After the second power supply 2 is started to supply power, the MCU controls the unmanned aerial vehicle to start a landing program. When the unmanned aerial vehicle lands, the output current of the second power supply is smaller than the set threshold value, and the second MOS tube switching circuit Q7 is automatically closed. After receiving the falling signal, the MCU will also turn off the first MOS switch circuit Q6 to complete the system power down.

Various aspects of the subject matter described herein are set forth in the following numbered clauses.

A1, a power supply control circuit, comprising:

the first power supply circuit is electrically connected between a load circuit and a first power supply so as to supply power to the load circuit through the first power supply;

the second power supply circuit is electrically connected to a second power supply, and the second power supply circuit is connected in parallel with the first power supply circuit to be connected into the load circuit;

the first switching circuit is electrically connected in the second power supply circuit and pre-switches on the second power supply circuit when the first power supply supplies power so as to enable the second power supply circuit to have an electric signal;

the detection circuit is used for detecting the electric signal on the second power supply circuit and outputting a first signal when the electric signal meets the requirement; and

a second switching circuit electrically connected to the second power supply circuit and configured to turn on the second power supply circuit according to the first signal; when the second switch circuit is conducted, the second power supply circuit is in a formal conducting state, so that the second power supply can supply power to the load circuit.

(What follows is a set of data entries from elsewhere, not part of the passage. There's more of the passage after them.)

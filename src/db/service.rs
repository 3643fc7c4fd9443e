use crate::db::models::{Conversation, HttpRequest, Message};
use crate::parser::ParsedHttpRequest;
use chrono::{DateTime, NaiveDateTime, Utc};
use duckdb::{params, Connection, Result as DbResult, Row};

pub struct DbService;

// DuckDB hands timestamps back in "YYYY-MM-DD HH:MM:SS[.ffffff]" form when
// CAST to VARCHAR, which chrono's RFC 3339 parser rejects. Queries therefore
// always CAST timestamps to VARCHAR and go through this helper.
fn parse_timestamp(s: &str) -> DateTime<Utc> {
    NaiveDateTime::parse_from_str(s, "%Y-%m-%d %H:%M:%S%.f")
        .map(|naive| naive.and_utc())
        .unwrap_or_else(|_| Utc::now())
}

impl DbService {
    fn row_to_conversation(row: &Row) -> DbResult<Conversation> {
        Ok(Conversation {
            id: row.get(0)?,
            title: row.get(1)?,
            created_at: parse_timestamp(&row.get::<_, String>(2)?),
            updated_at: parse_timestamp(&row.get::<_, String>(3)?),
        })
    }

    fn row_to_message(row: &Row) -> DbResult<Message> {
        Ok(Message {
            id: row.get(0)?,
            conversation_id: row.get(1)?,
            role: row.get(2)?,
            content: row.get(3)?,
            created_at: parse_timestamp(&row.get::<_, String>(4)?),
        })
    }

    fn row_to_http_request(row: &Row) -> DbResult<HttpRequest> {
        Ok(HttpRequest {
            id: row.get(0)?,
            raw_request: row.get(1)?,
            method: row.get(2)?,
            url: row.get(3)?,
            host: row.get(4)?,
            path: row.get(5)?,
            headers_json: row.get(6)?,
            body: row.get(7)?,
            graphql_operation: row.get(8)?,
            graphql_query: row.get(9)?,
            parsed_at: parse_timestamp(&row.get::<_, String>(10)?),
        })
    }

    // --- Settings ---

    pub fn get_setting(conn: &Connection, key: &str) -> DbResult<Option<String>> {
        let mut stmt = conn.prepare("SELECT value FROM settings WHERE key = ?")?;
        let mut rows = stmt.query_map(params![key], |row| row.get::<_, String>(0))?;

        match rows.next() {
            Some(value) => Ok(Some(value?)),
            None => Ok(None),
        }
    }

    pub fn set_setting(conn: &Connection, key: &str, value: &str) -> DbResult<()> {
        conn.execute(
            "INSERT INTO settings (key, value, updated_at) VALUES (?, ?, CURRENT_TIMESTAMP)
             ON CONFLICT (key) DO UPDATE SET value = excluded.value, updated_at = CURRENT_TIMESTAMP",
            params![key, value],
        )?;
        Ok(())
    }

    // --- Conversations ---

    pub fn insert_conversation(conn: &Connection, title: &str) -> DbResult<Conversation> {
        conn.execute(
            "INSERT INTO conversations (title) VALUES (?)",
            params![title],
        )?;

        // The id comes from a sequence, so re-select the row we just wrote
        let mut stmt = conn.prepare(
            "SELECT id, title, CAST(created_at AS VARCHAR), CAST(updated_at AS VARCHAR)
             FROM conversations
             ORDER BY id DESC LIMIT 1",
        )?;
        let mut rows = stmt.query_map([], Self::row_to_conversation)?;

        rows.next().unwrap()
    }

    pub fn get_conversation(conn: &Connection, id: i64) -> DbResult<Option<Conversation>> {
        let mut stmt = conn.prepare(
            "SELECT id, title, CAST(created_at AS VARCHAR), CAST(updated_at AS VARCHAR)
             FROM conversations WHERE id = ?",
        )?;
        let mut rows = stmt.query_map(params![id], Self::row_to_conversation)?;

        match rows.next() {
            Some(row) => Ok(Some(row?)),
            None => Ok(None),
        }
    }

    pub fn list_conversations(conn: &Connection) -> DbResult<Vec<Conversation>> {
        let mut stmt = conn.prepare(
            "SELECT id, title, CAST(created_at AS VARCHAR), CAST(updated_at AS VARCHAR)
             FROM conversations
             ORDER BY created_at DESC, id DESC",
        )?;
        let rows = stmt.query_map([], Self::row_to_conversation)?;

        let mut conversations = Vec::new();
        for row in rows {
            conversations.push(row?);
        }
        Ok(conversations)
    }

    pub fn rename_conversation(conn: &Connection, id: i64, title: &str) -> DbResult<()> {
        conn.execute(
            "UPDATE conversations SET title = ?, updated_at = CURRENT_TIMESTAMP WHERE id = ?",
            params![title, id],
        )?;
        Ok(())
    }

    pub fn delete_conversation(conn: &Connection, id: i64) -> DbResult<()> {
        conn.execute("BEGIN TRANSACTION", [])?;

        // Messages go first so a failure can never leave orphans behind
        if let Err(e) = conn.execute("DELETE FROM messages WHERE conversation_id = ?", params![id]) {
            let _ = conn.execute("ROLLBACK", []);
            return Err(e);
        }

        if let Err(e) = conn.execute("DELETE FROM conversations WHERE id = ?", params![id]) {
            let _ = conn.execute("ROLLBACK", []);
            return Err(e);
        }

        conn.execute("COMMIT", [])?;
        Ok(())
    }

    // --- Messages ---

    pub fn insert_message(
        conn: &Connection,
        conversation_id: i64,
        role: &str,
        content: &str,
    ) -> DbResult<Message> {
        conn.execute(
            "INSERT INTO messages (conversation_id, role, content) VALUES (?, ?, ?)",
            params![conversation_id, role, content],
        )?;

        conn.execute(
            "UPDATE conversations SET updated_at = CURRENT_TIMESTAMP WHERE id = ?",
            params![conversation_id],
        )?;

        let mut stmt = conn.prepare(
            "SELECT id, conversation_id, role, content, CAST(created_at AS VARCHAR)
             FROM messages
             WHERE conversation_id = ?
             ORDER BY id DESC LIMIT 1",
        )?;
        let mut rows = stmt.query_map(params![conversation_id], Self::row_to_message)?;

        rows.next().unwrap()
    }

    pub fn get_messages(conn: &Connection, conversation_id: i64) -> DbResult<Vec<Message>> {
        let mut stmt = conn.prepare(
            "SELECT id, conversation_id, role, content, CAST(created_at AS VARCHAR)
             FROM messages
             WHERE conversation_id = ?
             ORDER BY created_at ASC, id ASC",
        )?;
        let rows = stmt.query_map(params![conversation_id], Self::row_to_message)?;

        let mut messages = Vec::new();
        for row in rows {
            messages.push(row?);
        }
        Ok(messages)
    }

    // --- HTTP request archive ---

    pub fn insert_http_request(
        conn: &Connection,
        parsed: &ParsedHttpRequest,
        raw_request: &str,
    ) -> DbResult<HttpRequest> {
        let headers_json =
            serde_json::to_string(&parsed.headers).unwrap_or_else(|_| "{}".to_string());

        conn.execute(
            "INSERT INTO http_requests
                (raw_request, method, url, host, path, headers_json, body, graphql_operation, graphql_query)
             VALUES (?, ?, ?, ?, ?, ?, ?, ?, ?)",
            params![
                raw_request,
                parsed.method,
                parsed.url,
                parsed.host,
                parsed.path,
                headers_json,
                parsed.body,
                parsed.graphql_operation,
                parsed.graphql_query,
            ],
        )?;

        let mut stmt = conn.prepare(
            "SELECT id, raw_request, method, url, host, path, headers_json, body,
                    graphql_operation, graphql_query, CAST(parsed_at AS VARCHAR)
             FROM http_requests
             ORDER BY id DESC LIMIT 1",
        )?;
        let mut rows = stmt.query_map([], Self::row_to_http_request)?;

        rows.next().unwrap()
    }

    pub fn get_http_request(conn: &Connection, id: i64) -> DbResult<Option<HttpRequest>> {
        let mut stmt = conn.prepare(
            "SELECT id, raw_request, method, url, host, path, headers_json, body,
                    graphql_operation, graphql_query, CAST(parsed_at AS VARCHAR)
             FROM http_requests WHERE id = ?",
        )?;
        let mut rows = stmt.query_map(params![id], Self::row_to_http_request)?;

        match rows.next() {
            Some(row) => Ok(Some(row?)),
            None => Ok(None),
        }
    }

    pub fn list_http_requests(conn: &Connection, limit: usize) -> DbResult<Vec<HttpRequest>> {
        let mut stmt = conn.prepare(
            "SELECT id, raw_request, method, url, host, path, headers_json, body,
                    graphql_operation, graphql_query, CAST(parsed_at AS VARCHAR)
             FROM http_requests
             ORDER BY parsed_at DESC, id DESC
             LIMIT ?",
        )?;
        let rows = stmt.query_map(params![limit as i64], Self::row_to_http_request)?;

        let mut requests = Vec::new();
        for row in rows {
            requests.push(row?);
        }
        Ok(requests)
    }
}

A2, the power supply control circuit according to the above a1, wherein the first switch circuit comprises:

the conduction direction of the first one-way conduction element is opposite to the flow direction of the second power supply current;

and the first switch is connected with the first unidirectional conducting element in parallel and is used for being in a communicated state when the first power supply supplies power so as to pre-conduct the second power supply circuit.

A3, the power supply control circuit based on the above 2, wherein the first switch circuit comprises a first MOS tube switch circuit.

A4, the power supply control circuit based on the A3, wherein the first MOS transistor switch circuit comprises an NMOS transistor switch circuit.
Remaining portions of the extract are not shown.